▶ Exercise objective
Restate the records below word for word, leaving nothing out.

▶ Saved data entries
*** Block opens ***
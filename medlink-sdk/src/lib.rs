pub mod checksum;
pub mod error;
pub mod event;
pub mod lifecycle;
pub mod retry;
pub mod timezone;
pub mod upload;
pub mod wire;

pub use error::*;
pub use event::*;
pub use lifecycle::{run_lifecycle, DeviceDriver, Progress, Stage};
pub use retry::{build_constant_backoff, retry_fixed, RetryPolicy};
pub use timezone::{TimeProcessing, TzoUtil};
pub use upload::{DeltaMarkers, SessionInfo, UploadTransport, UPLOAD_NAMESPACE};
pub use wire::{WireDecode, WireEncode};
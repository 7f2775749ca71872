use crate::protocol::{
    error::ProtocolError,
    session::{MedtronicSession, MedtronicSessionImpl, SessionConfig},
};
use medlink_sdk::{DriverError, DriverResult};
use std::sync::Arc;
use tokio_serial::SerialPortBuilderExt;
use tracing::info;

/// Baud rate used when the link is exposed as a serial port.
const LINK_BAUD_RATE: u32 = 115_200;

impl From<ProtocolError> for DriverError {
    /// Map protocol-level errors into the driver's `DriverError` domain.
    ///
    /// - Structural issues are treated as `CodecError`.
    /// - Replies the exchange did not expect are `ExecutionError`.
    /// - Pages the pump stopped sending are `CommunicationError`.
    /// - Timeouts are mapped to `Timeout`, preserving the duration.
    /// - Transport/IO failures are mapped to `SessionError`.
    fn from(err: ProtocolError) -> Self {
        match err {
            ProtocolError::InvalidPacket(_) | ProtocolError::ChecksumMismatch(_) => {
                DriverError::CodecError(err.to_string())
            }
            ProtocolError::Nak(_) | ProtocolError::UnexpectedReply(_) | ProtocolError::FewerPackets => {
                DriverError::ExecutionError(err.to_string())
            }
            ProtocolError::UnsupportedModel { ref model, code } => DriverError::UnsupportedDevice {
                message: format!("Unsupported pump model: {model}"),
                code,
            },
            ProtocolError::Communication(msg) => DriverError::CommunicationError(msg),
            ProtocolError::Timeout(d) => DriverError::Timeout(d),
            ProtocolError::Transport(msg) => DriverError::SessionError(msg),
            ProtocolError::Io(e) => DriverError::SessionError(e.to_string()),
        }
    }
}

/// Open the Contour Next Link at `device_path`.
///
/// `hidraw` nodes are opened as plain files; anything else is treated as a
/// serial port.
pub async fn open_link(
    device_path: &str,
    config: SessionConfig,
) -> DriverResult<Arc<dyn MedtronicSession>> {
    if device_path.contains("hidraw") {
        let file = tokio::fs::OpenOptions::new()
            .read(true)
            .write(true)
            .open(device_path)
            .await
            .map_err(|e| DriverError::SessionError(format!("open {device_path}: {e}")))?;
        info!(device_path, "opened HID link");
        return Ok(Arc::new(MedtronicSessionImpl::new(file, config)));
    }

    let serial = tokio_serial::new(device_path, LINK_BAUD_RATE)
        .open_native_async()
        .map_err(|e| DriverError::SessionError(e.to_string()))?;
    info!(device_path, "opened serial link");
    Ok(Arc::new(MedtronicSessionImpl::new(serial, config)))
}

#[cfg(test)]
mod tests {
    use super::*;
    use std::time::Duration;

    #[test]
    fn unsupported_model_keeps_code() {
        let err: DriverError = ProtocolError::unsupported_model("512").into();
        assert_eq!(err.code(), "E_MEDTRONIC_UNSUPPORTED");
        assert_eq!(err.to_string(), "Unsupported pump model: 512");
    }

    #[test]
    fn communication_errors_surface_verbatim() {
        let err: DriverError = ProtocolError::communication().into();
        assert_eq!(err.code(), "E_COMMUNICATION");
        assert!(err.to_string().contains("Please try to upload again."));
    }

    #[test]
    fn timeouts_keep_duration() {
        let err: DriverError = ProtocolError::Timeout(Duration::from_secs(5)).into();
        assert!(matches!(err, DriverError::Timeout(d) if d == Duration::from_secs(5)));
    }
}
*** Block closes ***
▶ Solution
filename medlink-sdk/src/lib.rs
pub mod checksum;
pub mod error;
pub mod event;
pub mod lifecycle;
pub mod retry;
pub mod timezone;
pub mod upload;
pub mod wire;

pub use error::*;
pub use event::*;
pub use lifecycle::{run_lifecycle, DeviceDriver, Progress, Stage};
pub use retry::{build_constant_backoff, retry_fixed, RetryPolicy};
pub use timezone::{TimeProcessing, TzoUtil};
pub use upload::{DeltaMarkers, SessionInfo, UploadTransport, UPLOAD_NAMESPACE};
pub use wire::{WireDecode, WireEncode};
repository 7f2775749ca71872
use crate::protocol::{
    error::ProtocolError,
    session::{MedtronicSession, MedtronicSessionImpl, SessionConfig},
};
use medlink_sdk::{DriverError, DriverResult};
use std::sync::Arc;
use tokio_serial::SerialPortBuilderExt;
use tracing::info;

/// Baud rate used when the link is exposed as a serial port.
const LINK_BAUD_RATE: u32 = 115_200;

impl From<ProtocolError> for DriverError {
    /// Map protocol-level errors into the driver's `DriverError` domain.
    ///
    /// - Structural issues are treated as `CodecError`.
    /// - Replies the exchange did not expect are `ExecutionError`.
    /// - Pages the pump stopped sending are `CommunicationError`.
    /// - Timeouts are mapped to `Timeout`, preserving the duration.
    /// - Transport/IO failures are mapped to `SessionError`.
    fn from(err: ProtocolError) -> Self {
        match err {
            ProtocolError::InvalidPacket(_) | ProtocolError::ChecksumMismatch(_) => {
                DriverError::CodecError(err.to_string())
            }
            ProtocolError::Nak(_) | ProtocolError::UnexpectedReply(_) | ProtocolError::FewerPackets => {
                DriverError::ExecutionError(err.to_string())
            }
            ProtocolError::UnsupportedModel { ref model, code } => DriverError::UnsupportedDevice {
                message: format!("Unsupported pump model: {model}"),
                code,
            },
            ProtocolError::Communication(msg) => DriverError::CommunicationError(msg),
            ProtocolError::Timeout(d) => DriverError::Timeout(d),
            ProtocolError::Transport(msg) => DriverError::SessionError(msg),
            ProtocolError::Io(e) => DriverError::SessionError(e.to_string()),
        }
    }
}

/// Open the Contour Next Link at `device_path`.
///
/// `hidraw` nodes are opened as plain files; anything else is treated as a
/// serial port.
pub async fn open_link(
    device_path: &str,
    config: SessionConfig,
) -> DriverResult<Arc<dyn MedtronicSession>> {
    if device_path.contains("hidraw") {
        let file = tokio::fs::OpenOptions::new()
            .read(true)
            .write(true)
            .open(device_path)
            .await
            .map_err(|e| DriverError::SessionError(format!("open {device_path}: {e}")))?;
        info!(device_path, "opened HID link");
        return Ok(Arc::new(MedtronicSessionImpl::new(file, config)));
    }

    let serial = tokio_serial::new(device_path, LINK_BAUD_RATE)
        .open_native_async()
        .map_err(|e| DriverError::SessionError(e.to_string()))?;
    info!(device_path, "opened serial link");
    Ok(Arc::new(MedtronicSessionImpl::new(serial, config)))
}

#[cfg(test)]
mod tests {
    use super::*;
    use std::time::Duration;

    #[test]
    fn unsupported_model_keeps_code() {
        let err: DriverError = ProtocolError::unsupported_model("512").into();
        assert_eq!(err.code(), "E_MEDTRONIC_UNSUPPORTED");
        assert_eq!(err.to_string(), "Unsupported pump model: 512");
    }

    #[test]
    fn communication_errors_surface_verbatim() {
        let err: DriverError = ProtocolError::communication().into();
        assert_eq!(err.code(), "E_COMMUNICATION");
        assert!(err.to_string().contains("Please try to upload again."));
    }

    #[test]
    fn timeouts_keep_duration() {
        let err: DriverError = ProtocolError::Timeout(Duration::from_secs(5)).into();
        assert!(matches!(err, DriverError::Timeout(d) if d == Duration::from_secs(5)));
    }
}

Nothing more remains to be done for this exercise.